Transition Phase and Launch
Following its October 1999 meeting, the Exploratory Steering Committee initiated a “transition phase” designed to establish the formal governance and institutional arrangements for the MA. Between October 1999 and April 2000, the Steering Committee selected the institutions to be formally represented on the Board and 15 “at large” board members (leaving 15 additional Board seats to be filled by the new Board once it was established), finalized the basic organizational and financial arrangements for the MA, and reviewed and approved the formal MA proposal that was subsequently submitted to the GEF, UN Foundation and other donors.

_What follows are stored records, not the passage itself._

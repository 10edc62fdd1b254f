//! Rust output, targeting this crate's own API.

use crate::scaffold::ir::{
    ExpectedStepDecl, Item, JobAssertionDecl, Module, ModuleKind, StepMockDecl, Symbol,
    TestSkeleton,
};
use crate::scaffold::naming::snake_case;

use super::{Language, Renderer};

const INDENT: &str = "    ";

/// Renders generated modules as Rust source.
#[derive(Debug, Clone, Copy, Default)]
pub struct RustRenderer;

impl RustRenderer {
    /// Function name of a job's assertion.
    pub fn assertion_fn_name(job_id: &str) -> String {
        match snake_case(job_id) {
            s if s.is_empty() => "assert_job_executed".to_string(),
            s => format!("assert_{}_job_executed", s),
        }
    }

    fn header(module: &Module) -> String {
        match module.kind {
            ModuleKind::Mocks => format!(
                "//! Step mocks for the `{}` workflow.\n\
                 #![allow(dead_code, non_snake_case)]\n\
                 \n\
                 use workflow_fixtures::mock::MockStep;\n",
                module.workflow_name
            ),
            ModuleKind::Assertions => format!(
                "//! Step assertions for the `{}` workflow.\n\
                 #![allow(dead_code)]\n\
                 \n\
                 use workflow_fixtures::assertion::{{assert_steps, AssertionMismatch}};\n\
                 use workflow_fixtures::step::{{ExecutionTrace, StepIdentity}};\n",
                module.workflow_name
            ),
        }
    }

    fn visibility(module: &Module, item: &Item) -> &'static str {
        match item.symbol() {
            Some(symbol) if module.is_exported(&symbol) => "pub ",
            _ => "",
        }
    }

    fn section(job_id: &str, needs: &[String]) -> String {
        if needs.is_empty() {
            format!("// {}\n", job_id.to_lowercase())
        } else {
            format!(
                "// {} (needs: {})\n",
                job_id.to_lowercase(),
                needs.join(", ")
            )
        }
    }

    fn step_mock(vis: &str, decl: &StepMockDecl) -> String {
        let mut out = format!("{}fn {}() -> MockStep {{\n", vis, decl.ident);
        out.push_str(&format!("{}// add outputs if needed\n", INDENT));
        out.push_str(&format!("{}MockStep::new(\n", INDENT));
        for arg in [
            string_literal(&decl.name),
            string_literal(&decl.message),
            format!("Some({})", string_literal(&decl.job_id)),
            slice_literal(&decl.inputs),
            slice_literal(&decl.envs),
        ] {
            out.push_str(&format!("{}{}{},\n", INDENT, INDENT, arg));
        }
        out.push_str(&format!("{})\n}}\n", INDENT));
        out
    }

    fn mock_list(vis: &str, name: &str, members: &[String]) -> String {
        let mut out = format!("{}fn {}() -> Vec<MockStep> {{\n", vis, name);
        if members.is_empty() {
            out.push_str(&format!("{}vec![]\n", INDENT));
        } else {
            out.push_str(&format!("{}vec![\n", INDENT));
            for member in members {
                out.push_str(&format!("{}{}{}(),\n", INDENT, INDENT, member));
            }
            out.push_str(&format!("{}]\n", INDENT));
        }
        out.push_str("}\n");
        out
    }

    fn job_assertion(vis: &str, decl: &JobAssertionDecl) -> String {
        let mut out = format!(
            "{}fn {}(\n{}trace: &ExecutionTrace,\n{}did_execute: bool,\n) -> Result<(), AssertionMismatch> {{\n",
            vis,
            Self::assertion_fn_name(&decl.label),
            INDENT,
            INDENT
        );
        if decl.steps.is_empty() {
            out.push_str(&format!("{}let steps: Vec<StepIdentity> = vec![];\n", INDENT));
        } else {
            out.push_str(&format!("{}let steps: Vec<StepIdentity> = vec![\n", INDENT));
            for step in &decl.steps {
                out.push_str(&Self::expected_step(step));
            }
            out.push_str(&format!("{}];\n", INDENT));
        }
        out.push_str(&format!(
            "{}assert_steps(trace, &steps, did_execute)\n}}\n",
            INDENT
        ));
        out
    }

    fn expected_step(step: &ExpectedStepDecl) -> String {
        let pad = INDENT.repeat(2);
        let mut out = format!(
            "{}StepIdentity::new({}, Some({}), {})",
            pad,
            string_literal(&step.name),
            string_literal(&step.job_id),
            string_literal(&step.message)
        );
        if !step.inputs.is_empty() {
            out.push_str(&format!(
                "\n{}{}.with_inputs({})",
                pad,
                INDENT,
                pairs_literal(&step.inputs)
            ));
        }
        if !step.envs.is_empty() {
            out.push_str(&format!(
                "\n{}{}.with_envs({})",
                pad,
                INDENT,
                pairs_literal(&step.envs)
            ));
        }
        out.push_str(",\n");
        out
    }
}

impl Renderer for RustRenderer {
    fn language(&self) -> Language {
        Language::Rust
    }

    fn render_module(&self, module: &Module) -> String {
        let mut out = Self::header(module);
        let mut after_section = false;
        for item in &module.items {
            if let Item::Section { job_id, needs } = item {
                out.push('\n');
                out.push_str(&Self::section(job_id, needs));
                after_section = true;
                continue;
            }
            if !after_section {
                out.push('\n');
            }
            after_section = false;

            let vis = Self::visibility(module, item);
            match item {
                Item::StepMock(decl) => out.push_str(&Self::step_mock(vis, decl)),
                Item::MockList { name, members } => {
                    out.push_str(&Self::mock_list(vis, name, members))
                }
                Item::JobAssertion(decl) => out.push_str(&Self::job_assertion(vis, decl)),
                Item::Section { .. } => {}
            }
        }
        out
    }

    fn render_test(&self, skeleton: &TestSkeleton) -> String {
        let wf = &skeleton.workflow_name;
        format!(
            r#"//! Tests for the `{wf}` workflow.
//!
//! Register this file as a `[[test]]` target in Cargo.toml to run it.
#![allow(unused_imports, unused_variables)]

#[path = "mocks/{mocks}.rs"]
mod mocks;
#[path = "assertions/{assertions}.rs"]
mod assertions;

use std::path::Path;

use workflow_fixtures::config::load_config;
use workflow_fixtures::mock::MockSteps;
use workflow_fixtures::repo::{{FileCopy, MockRepository}};
use workflow_fixtures::runner::{{
    log_file_path, run_with_timeout, ActRunner, RunOptions, WorkflowRunner,
}};

const REPO_NAME: &str = "test{repo}WorkflowRepo";

fn project_root() -> &'static Path {{
    Path::new(env!("CARGO_MANIFEST_DIR"))
}}

fn files_to_copy_into_test_repo() -> Vec<FileCopy> {{
    let root = project_root();
    vec![
        FileCopy::new(root.join(".github/actions"), ".github/actions"),
        FileCopy::new(root.join(".github/libs"), ".github/libs"),
        FileCopy::new(root.join(".github/scripts"), ".github/scripts"),
        FileCopy::new(
            root.join(".github/workflows/{wf}.yml"),
            ".github/workflows/{wf}.yml",
        ),
    ]
}}

#[test]
#[ignore = "fill in the event, payload and assertions"]
fn test_stub() -> workflow_fixtures::Result<()> {{
    let config = load_config(project_root(), None)?;

    // create a local repository and copy required files
    let repo = MockRepository::builder()
        .repo(REPO_NAME, files_to_copy_into_test_repo())
        .setup()?;
    let repo_path = repo
        .get_path(REPO_NAME)
        .map(Path::to_path_buf)
        .unwrap_or_default();

    // mock steps with the imported mocks, e.g.
    // .with_job("<job>", mocks::{prefix}__<JOB>__STEP_MOCKS())
    let test_mock_steps = MockSteps::new();

    // set up the event payload, secrets and env if needed
    let options = RunOptions::new(repo_path.join(".github/workflows/{wf}.yml"))
        .with_mock_steps(test_mock_steps)
        .with_actor("Dummy Author")
        .with_timeout(config.timeout())
        .with_log_file(log_file_path(&config.paths(project_root()).logs, "{wf}"));

    let runner = ActRunner::new(&repo_path).with_binary(config.act_binary.clone());
    let trace = run_with_timeout(config.timeout(), move || {{
        runner.run_event("[EVENT]", &options)
    }})?;

    // assert execution with the imported assertions, e.g.
    // assertions::assert_<job>_job_executed(&trace, true)?;

    repo.teardown()
}}
"#,
            wf = wf,
            mocks = skeleton.mocks_stem,
            assertions = skeleton.assertions_stem,
            repo = crate::scaffold::naming::pascal_case(wf),
            prefix = crate::scaffold::naming::workflow_prefix(wf),
        )
    }
}

/// A Rust string literal.
fn string_literal(s: &str) -> String {
    format!("{:?}", s)
}

fn slice_literal(items: &[String]) -> String {
    let inner: Vec<String> = items.iter().map(|s| string_literal(s)).collect();
    format!("&[{}]", inner.join(", "))
}

fn pairs_literal(pairs: &[(String, String)]) -> String {
    let inner: Vec<String> = pairs
        .iter()
        .map(|(k, v)| format!("({}, {})", string_literal(k), string_literal(v)))
        .collect();
    format!("[{}]", inner.join(", "))
}
//! Step identity model.
//!
//! - [`StepIdentity`] - the expected shape of one step execution
//! - [`StepParams`] - ordered `with:`/`env:` parameters
//! - [`MockLine`] - the line a mocked step prints, and its decoding
//! - [`ExecutionTrace`] / [`TraceStep`] - what an engine reports back

pub mod identity;
pub mod line;
pub mod params;
pub mod trace;

pub use identity::{StepIdentity, STATUS_FAILURE, STATUS_SUCCESS};
pub use line::{MockLine, MOCK_MARKER};
pub use params::{StepParam, StepParams};
pub use trace::{ExecutionTrace, TraceStep};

WRI agreed to serve as the interim secretariat for as long as was needed in order to ensure the effective launch of the process.
Between October 1999 and July 2000, the Conference of Parties of the CBD and CCD formally endorsed the MA as a mechanism to meet some of their assessment needs and a similar endorsement was provided by the Standing Committee of the Convention on Wetlands (Ramsar). Other events during this time period included:
- A proposed “International Program on Ecosystem Change (IPEC)—aimed at stimulating research and outreach related to “ecological forecasting”—is merged with the MA. IPEC, an elaboration of an idea proposed by Gretchen Daily and several other leading ecologists in July 1998, was formally accepted as a project of SCOPE (the Scientific Committee on Problems of the Environment) and this same activity was approved as the “Scenario” Working Group of the MA in July.

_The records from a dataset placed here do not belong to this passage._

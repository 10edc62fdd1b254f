//! Styling for terminal output.

use console::Style;

/// Styles applied to status lines.
#[derive(Debug, Clone)]
pub struct Theme {
    pub success: Style,
    pub warning: Style,
    pub error: Style,
}

impl Default for Theme {
    fn default() -> Self {
        Self::new()
    }
}

impl Theme {
    pub fn new() -> Self {
        Self {
            success: Style::new().green(),
            warning: Style::new().color256(208),
            error: Style::new().red().bold(),
        }
    }

    /// Theme without colors, for `--no-color` or a non-TTY stdout.
    pub fn plain() -> Self {
        Self {
            success: Style::new(),
            warning: Style::new(),
            error: Style::new(),
        }
    }

    pub fn format_success(&self, msg: &str) -> String {
        self.success.apply_to(format!("✓ {}", msg)).to_string()
    }

    pub fn format_warning(&self, msg: &str) -> String {
        self.warning.apply_to(format!("⚠ {}", msg)).to_string()
    }

    pub fn format_error(&self, msg: &str) -> String {
        self.error.apply_to(format!("✗ {}", msg)).to_string()
    }
}

/// Whether stdout should get ANSI colors.
///
/// Honors `NO_COLOR` (https://no-color.org/).
pub fn should_use_colors() -> bool {
    if std::env::var_os("NO_COLOR").is_some() {
        return false;
    }
    console::Term::stdout().is_term()
}
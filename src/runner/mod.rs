//! Workflow execution seam.
//!
//! The crate does not execute workflows itself. A [`WorkflowRunner`] runs
//! one event against a workflow with mocked steps and reports the
//! [`ExecutionTrace`]. [`ActRunner`] drives the `act` binary; tests can
//! plug in any in-process fake.

pub mod act;
pub mod act_output;
pub mod options;

pub use act::ActRunner;
pub use act_output::parse_trace;
pub use options::RunOptions;

use std::path::{Path, PathBuf};
use std::sync::mpsc::{self, RecvTimeoutError};
use std::thread;
use std::time::Duration;

use crate::error::{FixtureError, Result};
use crate::step::ExecutionTrace;

/// Default upper bound on one run.
pub const DEFAULT_TIMEOUT: Duration = Duration::from_secs(60);

/// Executes a workflow for an event and reports what ran.
pub trait WorkflowRunner {
    /// Run `event` and block until the trace is complete.
    ///
    /// # Errors
    ///
    /// `Configuration` for mocks that do not fit the workflow,
    /// `ExecutionTimeout` past `options.timeout`, `Execution` if the engine
    /// cannot run.
    fn run_event(&self, event: &str, options: &RunOptions) -> Result<ExecutionTrace>;
}

/// Run `f` on a worker thread, giving up after `timeout`.
///
/// On expiry the worker is left to finish on its own and its result is
/// discarded; the caller gets `ExecutionTimeout` and no partial result.
///
/// # Example
///
/// ```
/// use std::time::Duration;
/// use workflow_fixtures::runner::run_with_timeout;
/// use workflow_fixtures::FixtureError;
///
/// let ok = run_with_timeout(Duration::from_secs(1), || Ok(42));
/// assert_eq!(ok.unwrap(), 42);
///
/// let slow = run_with_timeout(Duration::from_millis(10), || {
///     std::thread::sleep(Duration::from_millis(500));
///     Ok(())
/// });
/// assert!(matches!(slow, Err(FixtureError::ExecutionTimeout { .. })));
/// ```
pub fn run_with_timeout<T, F>(timeout: Duration, f: F) -> Result<T>
where
    T: Send + 'static,
    F: FnOnce() -> Result<T> + Send + 'static,
{
    let (tx, rx) = mpsc::channel();
    thread::Builder::new()
        .name("workflow-run".to_string())
        .spawn(move || {
            let _ = tx.send(f());
        })?;

    match rx.recv_timeout(timeout) {
        Ok(result) => result,
        Err(RecvTimeoutError::Timeout) => {
            tracing::warn!("Workflow run exceeded {:?}", timeout);
            Err(FixtureError::ExecutionTimeout { timeout })
        }
        Err(RecvTimeoutError::Disconnected) => Err(FixtureError::Execution {
            message: "workflow run panicked".to_string(),
        }),
    }
}

/// Timestamped log path for one run of a workflow.
///
/// ```
/// use std::path::Path;
/// use workflow_fixtures::runner::log_file_path;
///
/// let path = log_file_path(Path::new("logs"), "deploy");
/// assert!(path.starts_with("logs/deploy"));
/// assert_eq!(path.extension().and_then(|e| e.to_str()), Some("log"));
/// ```
pub fn log_file_path(logs_dir: &Path, workflow_name: &str) -> PathBuf {
    let stamp = chrono::Local::now().format("%Y%m%d-%H%M%S%.3f");
    logs_dir
        .join(workflow_name)
        .join(format!("{}.log", stamp))
}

- The Executive Summary of World Resources 2000-2001: People and Ecosystems: The Fraying Web of Life is released, calling for the creation of the Millennium Ecosystem Assessment. The international newsmagazine TIME features the findings of WRR2000 in its international Earth Day Special Issue.

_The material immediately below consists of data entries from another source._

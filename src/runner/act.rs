//! [`WorkflowRunner`] backed by the `act` binary.

use serde_yaml::{Mapping, Value};
use std::fs::{self, File};
use std::io::{BufRead, BufReader, Read, Write};
use std::path::{Path, PathBuf};
use std::process::{Child, Command, Stdio};
use std::sync::mpsc::{self, RecvTimeoutError, Sender};
use std::thread::{self, JoinHandle};
use std::time::Instant;

use crate::error::{FixtureError, Result};
use crate::mock::{input_env_name, MockStep, MockSteps};
use crate::secrets::SecretMasker;
use crate::step::ExecutionTrace;
use crate::workflow::load_workflow;

use super::act_output::parse_trace;
use super::{RunOptions, WorkflowRunner};

/// Default name of the `act` executable.
pub const DEFAULT_ACT_BINARY: &str = "act";

/// Runs workflows locally with `act`, mocked steps substituted in.
///
/// The workflow file is never modified: a mocked copy is written to a
/// scratch directory and passed with `-W`, while `act` runs inside the
/// repository so checkouts and local actions resolve.
#[derive(Debug, Clone)]
pub struct ActRunner {
    repo_path: PathBuf,
    binary: String,
}

impl ActRunner {
    /// Runner for the repository at `repo_path`.
    pub fn new(repo_path: impl Into<PathBuf>) -> Self {
        Self {
            repo_path: repo_path.into(),
            binary: DEFAULT_ACT_BINARY.to_string(),
        }
    }

    /// Use a different `act` executable.
    pub fn with_binary(mut self, binary: impl Into<String>) -> Self {
        self.binary = binary.into();
        self
    }

    pub fn repo_path(&self) -> &Path {
        &self.repo_path
    }

    fn command(
        &self,
        event: &str,
        workflow_path: &Path,
        event_path: &Path,
        options: &RunOptions,
    ) -> Command {
        let mut cmd = Command::new(&self.binary);
        cmd.arg(event)
            .arg("-W")
            .arg(workflow_path)
            .arg("-e")
            .arg(event_path);
        if let Some(actor) = &options.actor {
            cmd.arg("--actor").arg(actor);
        }
        for (key, value) in &options.secrets {
            cmd.arg("-s").arg(format!("{}={}", key, value));
        }
        for (key, value) in &options.env {
            cmd.arg("--env").arg(format!("{}={}", key, value));
        }
        for (key, value) in &options.inputs {
            cmd.arg("--input").arg(format!("{}={}", key, value));
        }
        cmd.current_dir(&self.repo_path)
            .stdin(Stdio::null())
            .stdout(Stdio::piped())
            .stderr(Stdio::piped());
        cmd
    }

    /// Run `act` to completion or the deadline, collecting output lines.
    fn execute(&self, mut cmd: Command, options: &RunOptions) -> Result<String> {
        tracing::debug!("Running {:?}", cmd);
        let mut child = cmd.spawn().map_err(|e| FixtureError::Execution {
            message: format!("failed to start '{}': {}", self.binary, e),
        })?;

        let (tx, rx) = mpsc::channel();
        let mut readers = Vec::new();
        if let Some(stdout) = child.stdout.take() {
            readers.push(spawn_reader(stdout, tx.clone()));
        }
        if let Some(stderr) = child.stderr.take() {
            readers.push(spawn_reader(stderr, tx.clone()));
        }
        drop(tx);

        let deadline = Instant::now() + options.timeout;
        let mut lines = Vec::new();
        loop {
            let remaining = deadline.saturating_duration_since(Instant::now());
            match rx.recv_timeout(remaining) {
                Ok(line) => lines.push(line),
                Err(RecvTimeoutError::Disconnected) => break,
                Err(RecvTimeoutError::Timeout) => {
                    kill(&mut child);
                    return Err(FixtureError::ExecutionTimeout {
                        timeout: options.timeout,
                    });
                }
            }
        }

        for reader in readers {
            let _ = reader.join();
        }
        let status = child.wait()?;
        if !status.success() {
            tracing::debug!("act exited with {}", status);
        }
        Ok(lines.join("\n"))
    }
}

impl WorkflowRunner for ActRunner {
    fn run_event(&self, event: &str, options: &RunOptions) -> Result<ExecutionTrace> {
        let graph = load_workflow(&options.workflow_file)?;
        options.mock_steps.validate_against(&graph)?;

        let yaml = fs::read_to_string(&options.workflow_file)?;
        let mocked = substitute_mocks(&yaml, &options.mock_steps)?;

        let scratch = tempfile::Builder::new().prefix("wfx-act").tempdir()?;
        let file_name = options
            .workflow_file
            .file_name()
            .map(PathBuf::from)
            .unwrap_or_else(|| PathBuf::from("workflow.yml"));
        let workflow_path = scratch.path().join(file_name);
        fs::write(&workflow_path, mocked)?;
        let event_path = scratch.path().join("event.json");
        fs::write(&event_path, options.event_json())?;

        let cmd = self.command(event, &workflow_path, &event_path, options);
        let output = self.execute(cmd, options)?;

        let masker = options.masker();
        if let Some(log_file) = &options.log_file {
            write_log(log_file, &output, &masker)?;
        }
        let trace = parse_trace(&masker.mask(&output));
        tracing::debug!("'{}' produced {} trace steps", event, trace.len());
        Ok(trace)
    }
}

/// Replace mocked steps in workflow YAML with their mock scripts.
///
/// Each mocked step keeps its `name`, `id`, `if` and `continue-on-error`;
/// its `with:` values move into `INPUT_*` environment variables next to its
/// own `env:`. A mock that will not run gets `if: false`.
///
/// # Errors
///
/// `WorkflowParse` for malformed YAML, `Configuration` if a job or step to
/// mock cannot be found.
pub fn substitute_mocks(yaml: &str, mock_steps: &MockSteps) -> Result<String> {
    let mut doc: Value = serde_yaml::from_str(yaml).map_err(|e| FixtureError::WorkflowParse {
        origin: "<mocked workflow>".to_string(),
        message: e.to_string(),
    })?;

    for (job_id, mocks) in mock_steps.iter() {
        let steps = doc
            .get_mut("jobs")
            .and_then(|jobs| jobs.get_mut(job_id))
            .and_then(|job| job.get_mut("steps"))
            .and_then(Value::as_sequence_mut)
            .ok_or_else(|| FixtureError::Configuration {
                message: format!("workflow has no steps for job '{}'", job_id),
            })?;

        let mut replaced = vec![false; steps.len()];
        for mock in mocks {
            let index = steps
                .iter()
                .enumerate()
                .position(|(i, step)| !replaced[i] && step_matches(step, mock))
                .ok_or_else(|| FixtureError::Configuration {
                    message: format!("job '{}' has no step '{}'", job_id, mock.name),
                })?;
            steps[index] = mocked_step(&steps[index], mock);
            replaced[index] = true;
        }
    }

    serde_yaml::to_string(&doc).map_err(|e| FixtureError::Other(e.into()))
}

fn step_matches(step: &Value, mock: &MockStep) -> bool {
    match &mock.id {
        Some(id) => step.get("id").and_then(Value::as_str) == Some(id.as_str()),
        None => step.get("name").and_then(Value::as_str).unwrap_or_default() == mock.name,
    }
}

fn mocked_step(original: &Value, mock: &MockStep) -> Value {
    let mut env = original
        .get("env")
        .and_then(Value::as_mapping)
        .cloned()
        .unwrap_or_default();
    if let Some(with) = original.get("with").and_then(Value::as_mapping) {
        for (key, value) in with {
            if let Some(key) = key.as_str() {
                env.insert(Value::from(input_env_name(key)), value.clone());
            }
        }
    }

    let mut step = Mapping::new();
    for field in ["name", "id", "continue-on-error"] {
        if let Some(value) = original.get(field) {
            step.insert(Value::from(field), value.clone());
        }
    }
    if !mock.will_run {
        step.insert(Value::from("if"), Value::Bool(false));
    } else if let Some(condition) = original.get("if") {
        step.insert(Value::from("if"), condition.clone());
    }
    if !env.is_empty() {
        step.insert(Value::from("env"), Value::Mapping(env));
    }
    step.insert(Value::from("run"), Value::from(mock.script()));
    step.insert(Value::from("shell"), Value::from("bash"));
    Value::Mapping(step)
}

fn spawn_reader<R: Read + Send + 'static>(source: R, tx: Sender<String>) -> JoinHandle<()> {
    thread::spawn(move || {
        let reader = BufReader::new(source);
        for line in reader.lines().map_while(std::result::Result::ok) {
            if tx.send(line).is_err() {
                break;
            }
        }
    })
}

fn kill(child: &mut Child) {
    if let Err(err) = child.kill() {
        tracing::warn!("Could not kill act: {}", err);
    }
    let _ = child.wait();
}

fn write_log(path: &Path, output: &str, masker: &SecretMasker) -> Result<()> {
    if let Some(parent) = path.parent() {
        fs::create_dir_all(parent)?;
    }
    let file = File::create(path)?;
    let mut writer = masker.writer(file);
    writer.write_all(output.as_bytes())?;
    writer.write_all(b"\n")?;
    writer.flush()?;
    tracing::info!("Wrote act log to {}", path.display());
    Ok(())
}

- United Nations Secretary General Kofi Annan features the MA as one of five major initiatives for “Sustaining our Future” in his Millennium Report to the United Nations General Assembly.
- Summit Foundation and Wallace Global Foundation provide grants helping to maintain and enhance the ‘transition phase’ activities (since none of the grants obtained for the full project are available until the full MA budget is secured).
- The Global Environment Facility approves a $7 million grant to the MA.
- The United Nations Foundation approves a $4 million grant in support of the MA.
- With financial support from the Government of Norway, the first meeting of the MA Board is held in Trondheim, Norway. Dr. Robert Watson and Dr. A.H. Zakri are elected as Board Co-Chairs, and Dr. Walter Reid is invited to continue to serve as the Acting Director.
- The Government of Norway and Rockefeller Foundation provide support for the further exploration of possible “sub-global assessments” to be included as components of the MA.
- Release of World Resources 2000-2001: People and Ecosystems: The Fraying Web of Life calling for the establishment of the MA.
- Over the next six months, five separate PAGE studies—Agroecosystems, Forests, Grasslands, Freshwater, and Coastal Ecosystems—are released.
- The World Bank approves the first year of a $2 million four-year grant to the MA.
- UNEP agrees to provide $200,000 per year in support of the MA.
- The Packard Foundation approves a $2.4 million grant to WRI in support of the MA, placing the total funding committed to the process at over 75% of the full budget, thereby triggering the release of several other grants and enabling the process to be initiated.
- Dr. Harold Mooney and Ms. Angela Cropper are invited to serve as the Co-Chairs of the Assessment Panel.
- Initial planning meetings are held for sub-global assessments in Southeast Asia, Southern Africa, and Europe.
- Assessment Panel members appointed.
- Millennium Ecosystem Assessment begins.
- Formal public launch of the MA. Events take place in New York, Torino Italy, and Tokyo.